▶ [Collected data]

________________

//! Word and character vocabulary over pretrained GloVe embeddings.
//!
//! [`Vocab`] loads a GloVe table (from a local cache, downloading it if needed),
//! derives a character alphabet from the table's words, and encodes
//! pre-tokenized sentences into one-hot character matrices and word vectors.

pub mod alphabet;
pub mod config;
pub mod embeddings;
pub mod error;
pub mod vocab;

pub use alphabet::{AlphabetBuilder, CharAlphabet};
pub use embeddings::table::EmbeddingTable;
pub use error::VocabError;
pub use vocab::{SentenceEncoding, Vocab, VocabOptions, WordVecDim};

________________

▶ [Task requirements]
From the line containing "pub mod embeddings;" through the last line of the records, output each line exactly and nothing more.

▶ [Worked solution]
pub mod embeddings;
pub mod error;
pub mod vocab;

pub use alphabet::{AlphabetBuilder, CharAlphabet};
pub use embeddings::table::EmbeddingTable;
pub use error::VocabError;
pub use vocab::{SentenceEncoding, Vocab, VocabOptions, WordVecDim};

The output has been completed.